A maioria absoluta é de 42. Os Populares conquistaram 31 cadeiras em 2022, seguidos de 29 cadeiras do PSOE.

O terceiro está em discórdia, embora na verdade, quem ousar a chave, Este é o Vox. E a comunidade que foi chamada para ser a primeira do calendário será a terceira depois da promoção na Extremadura e de uma convocatória antecipada em Aragão. Duas nomeações espelhadas para Castela e Leão, onde com o seu avanço em 2022 começou o crescimento do partido Vox, que em menos de três anos passou de um para treze parlamentares e pediu para ingressar num governo que mais tarde assustou.

Agora os integrantes do Santiago Abascal, que ainda não decidiram quem será a atração principal, também parecem ser atores-chave em Castela e Leão, onde As relações com NP Manueco estão cada vez mais tensas. Um exemplo é a alteração de todo o projecto de orçamento para 2026, que toda a oposição derrubou em Outubro passado, unindo os seus votos com um pilão de rejeição.

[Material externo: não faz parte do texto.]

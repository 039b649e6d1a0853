//! Google Authentication
//!
//! Obtains OAuth access tokens using Application Default Credentials (ADC),
//! service account keys, or gcloud CLI credentials. Tokens are cached per
//! scope set.

use anyhow::{Context, Result};
use gcp_auth::TokenProvider;
use std::collections::HashMap;
use std::path::PathBuf;
use std::sync::Arc;
use std::time::{Duration, Instant};
use tokio::sync::RwLock;

/// Scope used when a service declares none
pub const DEFAULT_SCOPES: &[&str] = &["https://www.googleapis.com/auth/cloud-platform"];

/// Environment variable holding a pre-minted access token
pub const ACCESS_TOKEN_ENV: &str = "GAPI_ACCESS_TOKEN";

/// Token expiry buffer - refresh tokens this much before they actually expire
const TOKEN_EXPIRY_BUFFER: Duration = Duration::from_secs(60);

/// Default token TTL if we can't determine expiry (conservative: 30 minutes)
const DEFAULT_TOKEN_TTL: Duration = Duration::from_secs(30 * 60);

#[derive(Clone)]
enum TokenSource {
    Provider(Arc<dyn TokenProvider>),
    Static(String),
}

/// Credentials holder with per-scope token caching
#[derive(Clone)]
pub struct GcpCredentials {
    source: TokenSource,
    token_cache: Arc<RwLock<HashMap<Vec<String>, CachedToken>>>,
}

#[derive(Clone)]
struct CachedToken {
    token: String,
    /// When this token expires (with buffer applied)
    expires_at: Instant,
}

impl CachedToken {
    fn is_valid(&self) -> bool {
        Instant::now() < self.expires_at
    }
}

impl GcpCredentials {
    /// Create credentials from `GAPI_ACCESS_TOKEN` if set, otherwise from
    /// Application Default Credentials
    pub async fn new() -> Result<Self> {
        if let Ok(token) = std::env::var(ACCESS_TOKEN_ENV) {
            if !token.trim().is_empty() {
                tracing::debug!("Using access token from {}", ACCESS_TOKEN_ENV);
                return Ok(Self::from_token(token.trim()));
            }
        }

        let provider = gcp_auth::provider().await.context(
            "Failed to initialize Google authentication. Run 'gcloud auth application-default login'",
        )?;

        Ok(Self {
            source: TokenSource::Provider(provider),
            token_cache: Arc::new(RwLock::new(HashMap::new())),
        })
    }

    /// Credentials that always present the same token
    pub fn from_token(token: &str) -> Self {
        Self {
            source: TokenSource::Static(token.to_string()),
            token_cache: Arc::new(RwLock::new(HashMap::new())),
        }
    }

    /// Get an access token for the given scopes
    pub async fn get_token(&self, scopes: &[String]) -> Result<String> {
        let provider = match &self.source {
            TokenSource::Static(token) => return Ok(token.clone()),
            TokenSource::Provider(provider) => provider,
        };

        let mut key: Vec<String> = if scopes.is_empty() {
            DEFAULT_SCOPES.iter().map(|s| s.to_string()).collect()
        } else {
            scopes.to_vec()
        };
        key.sort();

        {
            let cache = self.token_cache.read().await;
            if let Some(cached) = cache.get(&key) {
                if cached.is_valid() {
                    return Ok(cached.token.clone());
                }
                tracing::debug!("Cached token expired, fetching new token");
            }
        }

        let scope_refs: Vec<&str> = key.iter().map(|s| s.as_str()).collect();
        let token = provider
            .token(&scope_refs)
            .await
            .context("Failed to get access token")?;
        let token_str = token.as_str().to_string();

        let expires_at = Instant::now() + DEFAULT_TOKEN_TTL - TOKEN_EXPIRY_BUFFER;

        {
            let mut cache = self.token_cache.write().await;
            cache.insert(
                key,
                CachedToken {
                    token: token_str.clone(),
                    expires_at,
                },
            );
        }

        tracing::debug!(
            "New token cached, expires in ~{} minutes",
            (DEFAULT_TOKEN_TTL - TOKEN_EXPIRY_BUFFER).as_secs() / 60
        );

        Ok(token_str)
    }

    /// Drop all cached tokens
    pub async fn clear_cache(&self) {
        self.token_cache.write().await.clear();
    }
}

/// Get the gcloud configuration directory
pub fn get_gcloud_config_dir() -> Option<PathBuf> {
    if let Ok(path) = std::env::var("CLOUDSDK_CONFIG") {
        return Some(PathBuf::from(path));
    }

    dirs::config_dir().map(|p| p.join("gcloud"))
}

/// Validate a GCP project ID format
/// Project IDs must be 6-30 characters, lowercase letters, digits, and hyphens
/// Must start with a letter and cannot end with a hyphen
pub fn validate_project_id(project: &str) -> bool {
    if project.len() < 6 || project.len() > 30 {
        return false;
    }

    match project.chars().next() {
        Some(c) if c.is_ascii_lowercase() => {},
        _ => return false,
    }

    if project.ends_with('-') {
        return false;
    }

    project
        .chars()
        .all(|c| c.is_ascii_lowercase() || c.is_ascii_digit() || c == '-')
}

/// Read `project = ...` from an ini-style gcloud file, optionally only
/// inside `[core]`
fn read_project_property(content: &str, core_only: bool) -> Option<String> {
    let mut in_core_section = !core_only;
    for line in content.lines() {
        let line = line.trim();
        if line.is_empty() || line.starts_with('#') || line.starts_with(';') {
            continue;
        }
        if line.starts_with('[') {
            in_core_section = !core_only || line == "[core]";
            continue;
        }
        if in_core_section && line.starts_with("project") && line.contains('=') {
            if let Some(value) = line.split('=').nth(1) {
                let project = value.trim().to_string();
                if validate_project_id(&project) {
                    return Some(project);
                }
            }
        }
    }
    None
}

/// Read the default project from the environment or gcloud configuration
/// Validates project ID format before returning
pub fn get_default_project() -> Option<String> {
    for var in ["CLOUDSDK_CORE_PROJECT", "GOOGLE_CLOUD_PROJECT", "GCLOUD_PROJECT"] {
        if let Ok(project) = std::env::var(var) {
            if validate_project_id(&project) {
                return Some(project);
            }
            tracing::warn!("Invalid project ID format in {}", var);
        }
    }

    let config_dir = get_gcloud_config_dir()?;

    if let Ok(content) = std::fs::read_to_string(config_dir.join("properties")) {
        if let Some(project) = read_project_property(&content, false) {
            return Some(project);
        }
    }

    let active_config = std::fs::read_to_string(config_dir.join("active_config")).ok()?;
    let config_name = active_config.trim();

    // Reject names that could escape the configurations directory
    if !config_name
        .chars()
        .all(|c| c.is_ascii_alphanumeric() || c == '-' || c == '_')
    {
        tracing::warn!("Invalid characters in active_config name");
        return None;
    }

    let config_path = config_dir
        .join("configurations")
        .join(format!("config_{}", config_name));
    let content = std::fs::read_to_string(config_path).ok()?;
    read_project_property(&content, true)
}

#[cfg(test)]
mod tests {
    use super::*;

    #[test]
    fn test_validate_project_id() {
        assert!(validate_project_id("my-project-123"));
        assert!(!validate_project_id("short"));
        assert!(!validate_project_id("1starts-with-digit"));
        assert!(!validate_project_id("ends-with-hyphen-"));
        assert!(!validate_project_id("Has-Uppercase"));
    }

    #[test]
    fn test_read_project_property_core_section() {
        let content = "[compute]\nproject = wrong-section\n[core]\naccount = me@example.com\nproject = right-project\n";
        assert_eq!(
            read_project_property(content, true),
            Some("right-project".to_string())
        );
    }

    #[test]
    fn test_read_project_property_skips_comments() {
        let content = "# project = commented-out\nproject = real-project\n";
        assert_eq!(
            read_project_property(content, false),
            Some("real-project".to_string())
        );
    }

    #[test]
    fn test_static_token_is_returned_for_any_scope() {
        let credentials = GcpCredentials::from_token("test-token");
        let token = tokio_test::block_on(
            credentials.get_token(&["https://www.googleapis.com/auth/calendar".to_string()]),
        )
        .unwrap();
        assert_eq!(token, "test-token");
    }
}
//! Invocation errors
//!
//! Errors raised while turning a method descriptor and caller arguments into
//! an HTTP exchange. Local validation failures never reach the network.

use thiserror::Error;

/// Maximum length of a response body kept in a displayed error
const MAX_DISPLAY_BODY_LENGTH: usize = 200;

#[derive(Error, Debug)]
#[non_exhaustive]
pub enum InvokeError {
    /// A parameter marked `required` was not supplied
    #[error("missing required parameter: {name}")]
    MissingParameter { name: String },

    /// A parameter name the method does not declare
    #[error("unknown parameter: '{name}'")]
    UnknownParameter { name: String },

    /// A value whose shape does not match the declared parameter type
    #[error("invalid value for parameter '{name}': expected {expected}")]
    InvalidParameter { name: String, expected: String },

    /// A `{name}` placeholder left in the path after substitution
    #[error("unresolved path placeholder: {{{name}}}")]
    UnresolvedPlaceholder { name: String },

    /// No such service, resource or method in the registry
    #[error("unknown method: {service}.{resource}.{method}")]
    UnknownMethod {
        service: String,
        resource: String,
        method: String,
    },

    /// Network failure (`status` is `None`) or a non-2xx response
    #[error("API request failed ({}): {}", display_status(.status), truncate_body(.body))]
    Transport { status: Option<u16>, body: String },

    /// The response body could not be decoded into the declared model
    #[error("failed to decode {model} response")]
    Decode {
        model: String,
        #[source]
        source: serde_json::Error,
    },

    /// The request body could not be serialized
    #[error("failed to encode request body")]
    Encode(#[source] serde_json::Error),
}

impl InvokeError {
    /// HTTP status of a transport failure, if the server answered
    pub fn status(&self) -> Option<u16> {
        match self {
            Self::Transport { status, .. } => *status,
            _ => None,
        }
    }

    /// True when the error was raised before any request was sent
    pub fn is_local(&self) -> bool {
        !matches!(self, Self::Transport { .. } | Self::Decode { .. })
    }

    pub(crate) fn missing(name: &str) -> Self {
        Self::MissingParameter {
            name: name.to_string(),
        }
    }

    pub(crate) fn network(err: impl std::fmt::Display) -> Self {
        Self::Transport {
            status: None,
            body: err.to_string(),
        }
    }
}

fn display_status(status: &Option<u16>) -> String {
    match status {
        Some(code) => code.to_string(),
        None => "network".to_string(),
    }
}

fn truncate_body(body: &str) -> String {
    if body.len() > MAX_DISPLAY_BODY_LENGTH {
        let mut end = MAX_DISPLAY_BODY_LENGTH;
        while !body.is_char_boundary(end) {
            end -= 1;
        }
        format!("{}... [truncated, {} bytes total]", &body[..end], body.len())
    } else {
        body.to_string()
    }
}

pub type Result<T> = std::result::Result<T, InvokeError>;

#[cfg(test)]
mod tests {
    use super::*;

    #[test]
    fn test_missing_parameter_names_the_parameter() {
        let err = InvokeError::missing("calendarId");
        assert_eq!(err.to_string(), "missing required parameter: calendarId");
        assert!(err.is_local());
        assert_eq!(err.status(), None);
    }

    #[test]
    fn test_transport_error_exposes_status() {
        let err = InvokeError::Transport {
            status: Some(404),
            body: "{\"error\":{\"code\":404}}".to_string(),
        };
        assert_eq!(err.status(), Some(404));
        assert!(!err.is_local());
        assert!(err.to_string().contains("404"));
    }

    #[test]
    fn test_long_bodies_are_truncated_in_display() {
        let err = InvokeError::Transport {
            status: Some(500),
            body: "x".repeat(1000),
        };
        let msg = err.to_string();
        assert!(msg.contains("[truncated, 1000 bytes total]"));
        assert!(msg.len() < 400);
    }

    #[test]
    fn test_network_failure_has_no_status() {
        let err = InvokeError::network("connection refused");
        assert_eq!(err.status(), None);
        assert!(err.to_string().contains("network"));
    }

    #[test]
    fn test_unresolved_placeholder_display() {
        let err = InvokeError::UnresolvedPlaceholder {
            name: "eventId".to_string(),
        };
        assert_eq!(err.to_string(), "unresolved path placeholder: {eventId}");
    }
}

Sem esquecer, além do Podemos por um lado, e da IU com Sumar y Equo, a atração forças regionalistas e provincialistas, por exemplo, o veterano da UPL (União do Povo León), que até agora tinha três parlamentares nas Cortes e tinha a seu favor em León as divisões dentro do PSOE e o possível desgaste que os incêndios poderiam causar ao PP no terreno, além daquele em que o ministro do Meio Ambiente Juan Carlos Suárez-Quiñones é presidente da sociedade gestora. Sem esquecer Soria ¡Ya!, que também estreou com os três; o regresso à política de Silvia Clemente com Nova Castela e Leão, o que Por Ávila continua a fazer nesta terra onde se separou do povo, que Vamos Palencia – que está na Câmara Municipal – arranha, Zamorano Ahora decide com a ajuda da Espanha Deserta… Pintar o panorama mais incerto e aberto.